When she started her career with a prominent luxury hotel brand near her home city of Kolkata, hotelier and social entrepreneur Sunandita Das did not expect that the work would test her mentally, physically and emotionally.
“My hands and feet would swell up, and bleed through my socks,” Das recollects. “Even when my apartment was around the corner, I couldn’t manage to get home for months. I’d sleep on the locker room floor two or three hours, freshen up and go back to work.”
Those long hours, broken calluses and strong will built up her resilience in the industry. Her 20-year career has spanned the globe, from the United States and Canada to Europe and parts of Australia. She has opened seven hotels, managed operations of Fortune 500 luxury hotels & Michelin-star restaurants.

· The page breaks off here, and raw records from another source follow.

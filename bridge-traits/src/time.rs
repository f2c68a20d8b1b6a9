//! Time Abstraction
//!
//! Injectable time source so record timestamps and trigger debounce windows
//! are deterministic under test.

use chrono::{DateTime, Utc};

/// Time source trait
///
/// # Example
///
/// ```ignore
/// use bridge_traits::time::Clock;
///
/// fn stamp(clock: &dyn Clock) -> i64 {
///     clock.unix_timestamp_millis()
/// }
/// ```
pub trait Clock: Send + Sync {
    /// Get current UTC time
    fn now(&self) -> DateTime<Utc>;

    /// Get current Unix timestamp in seconds
    fn unix_timestamp(&self) -> i64 {
        self.now().timestamp()
    }

    /// Get current Unix timestamp in milliseconds
    fn unix_timestamp_millis(&self) -> i64 {
        self.now().timestamp_millis()
    }
}

/// System clock implementation using actual system time
#[derive(Debug, Clone, Default)]
pub struct SystemClock;

impl Clock for SystemClock {
    fn now(&self) -> DateTime<Utc> {
        Utc::now()
    }
}
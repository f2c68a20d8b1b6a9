//! Background Sync Signal Abstraction
//!
//! Abstracts the platform mechanism that wakes the sync worker outside of
//! any foreground context:
//!
//! - **Web**: SyncManager background-sync events delivered to a service worker
//! - **Android**: WorkManager periodic work
//! - **iOS**: BGAppRefreshTask
//! - **Desktop**: a timer loop in the host process
//!
//! Absence of the capability is not an error; the reconnect and manual
//! triggers remain sufficient fallbacks.

use futures_util::future::BoxFuture;
use std::sync::Arc;

use crate::error::Result;

/// Handler invoked each time the platform sync signal fires.
pub type SyncSignalHandler = Arc<dyn Fn() -> BoxFuture<'static, ()> + Send + Sync>;

/// A registered sync signal, identified by its tag.
#[derive(Debug, Clone, PartialEq, Eq, Hash)]
pub struct SyncSignal(pub String);

impl SyncSignal {
    pub fn new(tag: impl Into<String>) -> Self {
        Self(tag.into())
    }

    pub fn tag(&self) -> &str {
        &self.0
    }
}

/// Source of platform background-sync signals.
///
/// # Example
///
/// ```ignore
/// use bridge_traits::signal::{SyncSignal, SyncSignalSource};
/// use std::sync::Arc;
///
/// async fn wire(source: &dyn SyncSignalSource) -> bridge_traits::error::Result<()> {
///     if source.is_available().await {
///         source
///             .register(
///                 SyncSignal::new("sync-pending-submissions"),
///                 Arc::new(|| Box::pin(async { /* run the worker */ })),
///             )
///             .await?;
///     }
///     Ok(())
/// }
/// ```
#[async_trait::async_trait]
pub trait SyncSignalSource: Send + Sync {
    /// Register a handler for the given signal tag.
    ///
    /// Registering the same tag again replaces the previous handler.
    async fn register(&self, signal: SyncSignal, handler: SyncSignalHandler) -> Result<()>;

    /// Remove a previously registered handler.
    async fn unregister(&self, signal: &SyncSignal) -> Result<()>;

    /// Check whether the platform provides background sync at all.
    async fn is_available(&self) -> bool {
        true
    }
}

She observed that no matter where she was, people looked down on housekeepers and cleaners. Many of the hotel and cleaning industry’s workers represent minority communities, identify as female, and speak little to no English. In Canada, where Das moved in 2012, 30% of the workforce are recent immigrants.
An immigrant herself, Das saw an opportunity to be a powerful advocate for the community and build a brand that could raise industry standards globally for this labor-intensive work and provide high-quality services.
“The industry needs upliftment.” she says. “I can be one of the meaningful companies in this industry representing a larger mass of minority communities.”
In 2017, Das chose to leave her life of luxury in pursuit of this mission. She started by submitting more than 200 bids for cleaning contracts in the first six months—and only received rejections.
Her savings dwindling, forcing Das to move into a shared accommodation for the first time in her adult life. She had to rethink her strategy to make this business work—fast. She realized she needed a different perspective entirely.
“I decided to apply for the cleaning jobs instead of contracts,” she says. “Let me be a cleaner and find out why I’m not getting the contracts. Maybe there’s something I don’t know.”
Her plan was straightforward. She would apply for as many jobs as she could at small and large companies servicing hotels, condos, senior care facilities, and even construction sites. She would try to get interviews with as many corporate decision makers as she could.
Nearly 20 years after Das had put in her grueling 18–20-hour days to launch her career in hoteling, she was doing it again all over Toronto.
On May 31, 2018, six months into her plan, Das received an email offering her yet another cleaning job. A quick search revealed that the sender was the decision maker at the company. The company was looking to enter the Ontario market to service hotels—the same brands she had worked for.
Das declined the offer because she felt it would underutilize her resources and expertise as a hotelier. She could add value to his business if he agreed to let her subcontract with him.
Her pitch worked. Within 24 hours, Urbane Luxury Services was officially incorporated as a business. Another six months later, Das had contracts with six luxury brand hotels and a targeted strategy to hire newcomers to Canada, refugees, younger professionals, and minority groups who have a harder time finding jobs.
Networking with the intention to add value to, rather than win business, says Das, is the key to building relationships and opening doors down the road. WEConnect International has served as an effective platform for her to do both.
“My networking has improved with the WEConnect International forum,” she says. “You don’t have to reinvent the wheel. It’s a readily available resource for you where people are there. All you have to do is reach out.”
Das takes this commitment seriously. She identities as a first-generation immigrant and minority have inspired a plethora of high-caliber diversity and inclusion policies, a mentoring program, training opportunities, and even English and French classes for her employees. The wellness benefits that ULS offers are the most important to Das because of her own “near-death experience.”
In 2019, ULS encountered a series of challenges, from lost contracts and revenue to a workforce poached by a much larger competitor. Facing mounting debt and business failure, Das slipped into homelessness and experienced severe depression. She ended up at the Gerstein Centre Rehab Centre, a premiere treatment facility in Ontario.
The combination of Das’ professional experiences, personal struggles and competitive personality are reflected in how ULS is raising the standards for the cleaning industry in mindfulness, inclusivity and career advancement. They will launch a more robust wellness program this year for employees and customers and clients. Das is exploring ways for the company to become a certified sponsoring employer for immigrants and preparing to expand out of Ontario and into the United States.
“Our goal is to get the cleaning industry on par with every other white-collar industry,” she says. “We clean because we mean.”
ULS won WEConnect International’s 2021 Rise to the Challenge Facilities Management Award.